The buildings at Ritson Farm are being renovated and turned into rural retreats by The Dartmouth Building Company, with the developer also leading the conversion work.
With names reflecting their former life, the first property completed is The Old Granary, while The Old Dairy and The Woodworking Barn are currently being fitted out. Each of the luxury homes will be heated by an LV air source heat pump, which will be connected via multi-branch manifolds to Omnie’s Staple underfloor heating systems across the ground floors with the company’s LowBoard being specified to warm the upper levels. Aiming to maximise fuel efficiency and help guarantee a healthy indoor living environment, pre-warmed and filtered fresh air will be supplied via one of the company’s Zehnder ComfoAir mechanical ventilation with heat recovery (MVHR) units.

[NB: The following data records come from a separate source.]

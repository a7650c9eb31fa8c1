fn main() {
    println!("cargo:rerun-if-changed=src/logger.c");

    cc::Build::new()
        .file("src/logger.c")
        .warnings(true)
        .compile("spawnlogger");
}
//! Generational storage behind the registry handles.
//!
//! A slot is reused after removal, but every insertion draws a fresh generation from a counter
//! that never resets, so an [`Index`] that outlived its value can never resolve again.

/// Weak reference into an [`Arena`].
#[derive(Debug, Clone, Copy, PartialEq, Eq, Hash)]
pub struct Index {
    slot: usize,
    generation: u64,
}

#[derive(Debug)]
struct Entry<T> {
    generation: u64,
    value: Option<T>,
}

#[derive(Debug)]
pub struct Arena<T> {
    entries: Vec<Entry<T>>,
    free: Vec<usize>,
    next_generation: u64,
    len: usize,
}

impl<T> Default for Arena<T> {
    fn default() -> Self {
        Self {
            entries: Vec::new(),
            free: Vec::new(),
            next_generation: 0,
            len: 0,
        }
    }
}

impl<T> Arena<T> {
    pub fn new() -> Self {
        Self::default()
    }

    pub fn insert(&mut self, value: T) -> Index {
        let generation = self.next_generation;
        self.next_generation += 1;
        self.len += 1;

        let entry = Entry {
            generation,
            value: Some(value),
        };
        let slot = match self.free.pop() {
            Some(slot) => {
                self.entries[slot] = entry;
                slot
            }
            None => {
                self.entries.push(entry);
                self.entries.len() - 1
            }
        };
        Index { slot, generation }
    }

    pub fn get(&self, index: Index) -> Option<&T> {
        self.entries
            .get(index.slot)
            .filter(|entry| entry.generation == index.generation)
            .and_then(|entry| entry.value.as_ref())
    }

    pub fn get_mut(&mut self, index: Index) -> Option<&mut T> {
        self.entries
            .get_mut(index.slot)
            .filter(|entry| entry.generation == index.generation)
            .and_then(|entry| entry.value.as_mut())
    }

    pub fn contains(&self, index: Index) -> bool {
        self.get(index).is_some()
    }

    /// Remove and return the value. Once the arena is empty its storage is released.
    pub fn remove(&mut self, index: Index) -> Option<T> {
        let entry = self
            .entries
            .get_mut(index.slot)
            .filter(|entry| entry.generation == index.generation)?;
        let value = entry.value.take()?;
        self.free.push(index.slot);
        self.len -= 1;
        if self.len == 0 {
            self.entries = Vec::new();
            self.free = Vec::new();
        }
        Some(value)
    }

    pub fn len(&self) -> usize {
        self.len
    }

    pub fn is_empty(&self) -> bool {
        self.len == 0
    }

    pub fn iter(&self) -> impl Iterator<Item = (Index, &T)> {
        self.entries.iter().enumerate().filter_map(|(slot, entry)| {
            entry.value.as_ref().map(|value| {
                (
                    Index {
                        slot,
                        generation: entry.generation,
                    },
                    value,
                )
            })
        })
    }

    pub fn values(&self) -> impl Iterator<Item = &T> {
        self.entries.iter().filter_map(|entry| entry.value.as_ref())
    }

    pub fn values_mut(&mut self) -> impl Iterator<Item = &mut T> {
        self.entries.iter_mut().filter_map(|entry| entry.value.as_mut())
    }
}

#[cfg(test)]
mod tests {
    use super::*;

    #[test]
    fn stale_index_after_slot_reuse() {
        let mut arena = Arena::new();
        let a = arena.insert("a");
        let _b = arena.insert("b");
        assert_eq!(arena.remove(a), Some("a"));
        let c = arena.insert("c");

        assert_eq!(arena.get(a), None);
        assert_eq!(arena.get(c), Some(&"c"));
        assert_eq!(arena.remove(a), None);
        assert_eq!(arena.len(), 2);
    }

    #[test]
    fn stale_index_after_emptying() {
        let mut arena = Arena::new();
        let a = arena.insert(1);
        arena.remove(a);
        assert!(arena.is_empty());

        let b = arena.insert(2);
        assert_ne!(a, b);
        assert!(!arena.contains(a));
        assert_eq!(arena.iter().map(|(_, v)| *v).collect::<Vec<_>>(), vec![2]);
    }
}
//! The building instance: one engine shared by all exchange objects that name the same building.
use std::path::PathBuf;

use crate::{
    arena::Index,
    config::{BuildingConfig, Verbosity},
    engine::{CoSimulationEngine, Fmi2Error, Fmi2Res},
    signal::{SignalDescriptor, SignalId, SignalTable},
    Error,
};

/// Lifecycle state of a building's engine.
#[derive(Debug, Clone, Copy, Default, PartialEq, Eq)]
pub enum Mode {
    /// No engine loaded yet.
    #[default]
    Uninitialized,
    /// Engine loaded and instantiated.
    Instantiation,
    Initialization,
    Event,
    ContinuousTime,
}

impl std::fmt::Display for Mode {
    fn fmt(&self, f: &mut std::fmt::Formatter<'_>) -> std::fmt::Result {
        let name = match self {
            Mode::Uninitialized => "uninitialized",
            Mode::Instantiation => "instantiation",
            Mode::Initialization => "initialization",
            Mode::Event => "event",
            Mode::ContinuousTime => "continuous-time",
        };
        write!(f, "{name}")
    }
}

pub struct BuildingInstance {
    pub(crate) config: BuildingConfig,
    /// Highest verbosity requested by any of the objects.
    pub(crate) verbosity: Verbosity,
    pub(crate) mode: Mode,
    /// Engine time; never decreases.
    pub(crate) time: f64,
    pub(crate) engine: Option<Box<dyn CoSimulationEngine>>,
    /// Exchange objects in declaration order.
    pub(crate) objects: Vec<Index>,
    pub(crate) signals: SignalTable,
    pub(crate) content_hash: Option<String>,
    /// Name of the building whose package was copied instead of generating one.
    pub(crate) reused_from: Option<String>,
    /// Bumped whenever engine state may have changed; cached outputs are valid for one epoch.
    pub(crate) epoch: u64,
    /// Epoch and result of the last event iteration.
    pub(crate) events: Option<(u64, f64)>,
    /// Set when bringing up or driving the engine failed; the building is unusable afterwards.
    pub(crate) failure: Option<String>,
    pub(crate) notices: Vec<String>,
}

impl std::fmt::Debug for BuildingInstance {
    fn fmt(&self, f: &mut std::fmt::Formatter<'_>) -> std::fmt::Result {
        f.debug_struct("BuildingInstance")
            .field("name", &self.config.name)
            .field("mode", &self.mode)
            .field("time", &self.time)
            .field("objects", &self.objects.len())
            .field("signals", &self.signals.len())
            .field("content_hash", &self.content_hash)
            .finish()
    }
}

impl BuildingInstance {
    /// Create an empty building and its working directory.
    pub(crate) fn new(config: BuildingConfig) -> Result<Self, Error> {
        let dir = config.building_dir();
        std::fs::create_dir_all(&dir)?;
        log::debug!(
            "Created building '{}' with working directory {dir:?}",
            config.name
        );
        Ok(Self {
            verbosity: config.verbosity,
            time: config.start_time,
            config,
            mode: Mode::Uninitialized,
            engine: None,
            objects: Vec::new(),
            signals: SignalTable::default(),
            content_hash: None,
            reused_from: None,
            epoch: 0,
            events: None,
            failure: None,
            notices: Vec::new(),
        })
    }

    pub fn name(&self) -> &str {
        &self.config.name
    }

    pub fn config(&self) -> &BuildingConfig {
        &self.config
    }

    pub fn verbosity(&self) -> Verbosity {
        self.verbosity
    }

    pub fn mode(&self) -> Mode {
        self.mode
    }

    pub fn time(&self) -> f64 {
        self.time
    }

    /// Hash of the canonical description, once the package has been prepared.
    pub fn content_hash(&self) -> Option<&str> {
        self.content_hash.as_deref()
    }

    pub fn package_path(&self) -> PathBuf {
        self.config.package_path()
    }

    pub fn reused_from(&self) -> Option<&str> {
        self.reused_from.as_deref()
    }

    pub fn object_count(&self) -> usize {
        self.objects.len()
    }

    pub fn signals(&self) -> &SignalTable {
        &self.signals
    }

    pub fn is_loaded(&self) -> bool {
        self.engine.is_some()
    }

    pub fn failure(&self) -> Option<&str> {
        self.failure.as_deref()
    }

    pub(crate) fn signal(&self, id: SignalId) -> Result<&SignalDescriptor, Error> {
        self.signals.get(id).ok_or(Error::StaleHandle)
    }

    /// Merge the verbosity of a newly declared object; the highest wins.
    pub(crate) fn request_verbosity(&mut self, verbosity: Verbosity) {
        if verbosity != self.verbosity {
            self.notice(format!(
                "Objects of building '{}' declare different verbosities '{}' and '{}'; using the highest",
                self.config.name, self.verbosity, verbosity
            ));
            self.verbosity = self.verbosity.max(verbosity);
        }
    }

    pub(crate) fn notice(&mut self, message: String) {
        log::warn!("{message}");
        self.notices.push(message);
    }

    /// Run one engine call. Any status other than `OK`, warnings included, becomes an error
    /// naming the building, the object and the call.
    pub(crate) fn call(
        &mut self,
        call: &'static str,
        object: &str,
        f: impl FnOnce(&mut dyn CoSimulationEngine) -> Result<Fmi2Res, Fmi2Error>,
    ) -> Result<(), Error> {
        let Self {
            engine,
            config,
            mode,
            time,
            ..
        } = self;
        let Some(engine) = engine.as_deref_mut() else {
            return Err(Error::UnexpectedMode {
                building: config.name.clone(),
                mode: *mode,
                call,
            });
        };
        log::trace!("{time:.3} {}: {call} ({object})", config.name);
        match f(engine) {
            Ok(Fmi2Res::OK) => Ok(()),
            Ok(Fmi2Res::Warning) => Err(Fmi2Error::Warning),
            Err(status) => Err(status),
        }
        .map_err(|status| Error::Protocol {
            building: config.name.clone(),
            object: object.to_owned(),
            call,
            status,
        })
    }

    /// Terminate the engine if it is running and release it. Safe to call repeatedly and on a
    /// building whose engine never loaded.
    pub(crate) fn teardown(&mut self) {
        if let Some(mut engine) = self.engine.take() {
            if matches!(self.mode, Mode::Event | Mode::ContinuousTime) {
                if let Err(status) = engine.terminate() {
                    log::warn!(
                        "Building '{}': terminating the engine failed with status {status}",
                        self.config.name
                    );
                }
            }
            log::debug!("Released engine of building '{}'", self.config.name);
        }
        self.mode = Mode::Uninitialized;
    }
}

impl Drop for BuildingInstance {
    fn drop(&mut self) {
        self.teardown();
    }
}
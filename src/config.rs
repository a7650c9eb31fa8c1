//! Per-building configuration supplied by the host.
use std::path::{Path, PathBuf};

use serde::{Deserialize, Serialize};

use crate::Error;

/// Verbosity requested by the host for a building.
///
/// The numeric value is the number of engine log categories that get enabled, so a building at
/// [`Verbosity::Medium`] turns on the first four categories the engine advertises.
#[derive(
    Debug, Clone, Copy, Default, PartialEq, Eq, PartialOrd, Ord, Hash, Serialize, Deserialize,
)]
#[serde(rename_all = "lowercase")]
pub enum Verbosity {
    Errors = 1,
    Warnings = 2,
    #[default]
    Quiet = 3,
    Medium = 4,
    Timestep = 5,
}

impl Verbosity {
    /// Number of engine log categories enabled at this verbosity.
    pub fn categories(self) -> usize {
        self as usize
    }

    /// Most verbose level of engine messages forwarded to the log facade.
    pub fn level_filter(self) -> log::LevelFilter {
        match self {
            Verbosity::Errors => log::LevelFilter::Error,
            Verbosity::Warnings => log::LevelFilter::Warn,
            Verbosity::Quiet | Verbosity::Medium => log::LevelFilter::Info,
            Verbosity::Timestep => log::LevelFilter::Debug,
        }
    }
}

impl std::fmt::Display for Verbosity {
    fn fmt(&self, f: &mut std::fmt::Formatter<'_>) -> std::fmt::Result {
        let name = match self {
            Verbosity::Errors => "errors",
            Verbosity::Warnings => "warnings",
            Verbosity::Quiet => "quiet",
            Verbosity::Medium => "medium",
            Verbosity::Timestep => "timestep",
        };
        write!(f, "{name}")
    }
}

/// Everything the host declares about a building.
///
/// Objects that name the same building must agree on the model, weather and precompiled package
/// fields; [`BuildingConfig::check_consistent`] enforces this.
#[derive(Debug, Clone, PartialEq, Serialize, Deserialize)]
#[serde(default, rename_all = "camelCase")]
pub struct BuildingConfig {
    /// Building name; the key of the building registry.
    pub name: String,
    /// Building model (idf) file.
    pub idf: PathBuf,
    /// Weather file.
    pub weather: PathBuf,
    /// Package generator executable. Required unless `precompiled_package` is set.
    pub generator: Option<PathBuf>,
    /// Prebuilt package copied into place instead of running the generator.
    pub precompiled_package: Option<PathBuf>,
    pub relative_surface_tolerance: f64,
    /// Start time of the experiment in seconds. Must not be negative.
    pub start_time: f64,
    pub verbosity: Verbosity,
    /// Directory the per-building working directory is created in.
    pub work_dir: PathBuf,
    /// Requests closer than this to the current building time do not advance it.
    pub time_tolerance: f64,
    pub max_event_iterations: usize,
}

impl Default for BuildingConfig {
    fn default() -> Self {
        Self {
            name: String::new(),
            idf: PathBuf::new(),
            weather: PathBuf::new(),
            generator: None,
            precompiled_package: None,
            relative_surface_tolerance: 1e-6,
            start_time: 0.0,
            verbosity: Verbosity::default(),
            work_dir: PathBuf::from("."),
            time_tolerance: 1e-3,
            max_event_iterations: 50,
        }
    }
}

impl BuildingConfig {
    pub fn new(name: impl Into<String>, idf: impl Into<PathBuf>, weather: impl Into<PathBuf>) -> Self {
        Self {
            name: name.into(),
            idf: idf.into(),
            weather: weather.into(),
            ..Default::default()
        }
    }

    pub fn with_generator(mut self, generator: impl Into<PathBuf>) -> Self {
        self.generator = Some(generator.into());
        self
    }

    pub fn with_precompiled_package(mut self, package: impl Into<PathBuf>) -> Self {
        self.precompiled_package = Some(package.into());
        self
    }

    pub fn with_work_dir(mut self, work_dir: impl Into<PathBuf>) -> Self {
        self.work_dir = work_dir.into();
        self
    }

    pub fn with_start_time(mut self, start_time: f64) -> Self {
        self.start_time = start_time;
        self
    }

    pub fn with_verbosity(mut self, verbosity: Verbosity) -> Self {
        self.verbosity = verbosity;
        self
    }

    /// Parse a configuration from its JSON form.
    pub fn from_json(text: &str) -> Result<Self, Error> {
        Ok(serde_json::from_str(text)?)
    }

    fn error(&self, reason: impl Into<String>) -> Error {
        Error::Config {
            building: self.name.clone(),
            reason: reason.into(),
        }
    }

    /// Check the configuration before any state is created for it.
    pub fn validate(&self) -> Result<(), Error> {
        if self.name.is_empty() {
            return Err(self.error("building name must not be empty"));
        }
        if self.start_time < 0.0 {
            return Err(self.error(format!(
                "start time {} is negative; negative start times are not supported",
                self.start_time
            )));
        }
        if self.time_tolerance < 0.0 || self.max_event_iterations == 0 {
            return Err(self.error("time tolerance and event iteration limit must be positive"));
        }
        readable(&self.idf).map_err(|reason| self.error(format!("idf file: {reason}")))?;
        readable(&self.weather).map_err(|reason| self.error(format!("weather file: {reason}")))?;
        if let Some(package) = &self.precompiled_package {
            readable(package)
                .map_err(|reason| self.error(format!("precompiled package: {reason}")))?;
        }
        Ok(())
    }

    /// Reject a declaration that disagrees with the building it joins.
    pub fn check_consistent(&self, existing: &BuildingConfig) -> Result<(), Error> {
        if self.idf != existing.idf {
            return Err(self.error(format!(
                "objects declare different idf files '{}' and '{}'",
                existing.idf.display(),
                self.idf.display()
            )));
        }
        if self.weather != existing.weather {
            return Err(self.error(format!(
                "objects declare different weather files '{}' and '{}'",
                existing.weather.display(),
                self.weather.display()
            )));
        }
        if self.precompiled_package != existing.precompiled_package {
            return Err(self.error(format!(
                "objects declare different precompiled packages {:?} and {:?}",
                existing.precompiled_package, self.precompiled_package
            )));
        }
        Ok(())
    }

    /// Building name with characters that are awkward in file names replaced.
    pub fn file_stem(&self) -> String {
        self.name.replace(['[', ']', '/', '\\'], "_")
    }

    /// Working directory of this building.
    pub fn building_dir(&self) -> PathBuf {
        self.work_dir
            .join(format!("EnergyPlus-simulation-{}", self.file_stem()))
    }

    /// Location of the package inside the building directory.
    pub fn package_path(&self) -> PathBuf {
        self.building_dir().join(format!("{}.fmu", self.file_stem()))
    }

    /// Location of the canonical description inside the building directory.
    pub fn description_path(&self) -> PathBuf {
        self.building_dir().join("ModelicaBuildingsEnergyPlus.json")
    }
}

fn readable(path: &Path) -> Result<(), String> {
    match std::fs::metadata(path) {
        Ok(meta) if meta.is_file() => Ok(()),
        Ok(_) => Err(format!("'{}' is not a file", path.display())),
        Err(err) => Err(format!("cannot read '{}': {err}", path.display())),
    }
}

#[cfg(test)]
mod tests {
    use super::*;

    fn files() -> (tempfile::TempDir, BuildingConfig) {
        let dir = tempfile::tempdir().unwrap();
        let idf = dir.path().join("house.idf");
        let weather = dir.path().join("chicago.mos");
        std::fs::write(&idf, "Version,9.6;").unwrap();
        std::fs::write(&weather, "#1").unwrap();
        let config = BuildingConfig::new("bui", idf, weather).with_work_dir(dir.path());
        (dir, config)
    }

    #[test]
    fn validates_files() {
        let (_dir, config) = files();
        assert!(config.validate().is_ok());

        let missing = BuildingConfig {
            weather: "missing.mos".into(),
            ..config
        };
        let err = missing.validate().unwrap_err();
        assert!(err.to_string().contains("weather file"), "{err}");
    }

    #[test]
    fn negative_start_time() {
        let (_dir, config) = files();
        let err = config.with_start_time(-1.0).validate().unwrap_err();
        assert!(matches!(err, Error::Config { .. }));
    }

    #[test]
    fn paths() {
        let config = BuildingConfig::new("bui[2]", "a.idf", "b.mos").with_work_dir("/tmp/run");
        assert_eq!(
            config.building_dir(),
            PathBuf::from("/tmp/run/EnergyPlus-simulation-bui_2_")
        );
        assert_eq!(
            config.package_path(),
            PathBuf::from("/tmp/run/EnergyPlus-simulation-bui_2_/bui_2_.fmu")
        );
    }

    #[test]
    fn from_json_defaults() {
        let config =
            BuildingConfig::from_json(r#"{"name": "bui", "idf": "a.idf", "weather": "b.mos", "verbosity": "medium"}"#)
                .unwrap();
        assert_eq!(config.verbosity, Verbosity::Medium);
        assert_eq!(config.max_event_iterations, 50);
        assert_eq!(config.time_tolerance, 1e-3);
    }

    #[test]
    fn inconsistent_declarations() {
        let a = BuildingConfig::new("bui", "a.idf", "b.mos");
        let b = BuildingConfig::new("bui", "other.idf", "b.mos");
        assert!(a.check_consistent(&a.clone()).is_ok());
        assert!(b.check_consistent(&a).is_err());
    }

    #[test]
    fn verbosity_order() {
        assert!(Verbosity::Timestep > Verbosity::Quiet);
        assert_eq!(Verbosity::Medium.categories(), 4);
    }
}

As well as installing internal wall insulation, the vaulted roofs to the early 20th century buildings have been fitted with 150mm of Celotex and a layer of TLS Gold Multifoil incorporating a breather membrane, while the double-glazed windows were manufactured by Accoya, with the treated timber guaranteeing a long life. According to Omnie, these conversions demonstrate how high efficiency heat pumps, combined with underfloor heating developed to bring the best performance from them, can heat any home and keep fuel consumption to a minimum. Coupled with the MVHR units, the development illustrates the company’s capabilities to design and deliver a “whole house” concept. To support this, the company offers a nationwide specification and sales service able to assist clients with any application, including commercial and challenging conversions, such as old church buildings.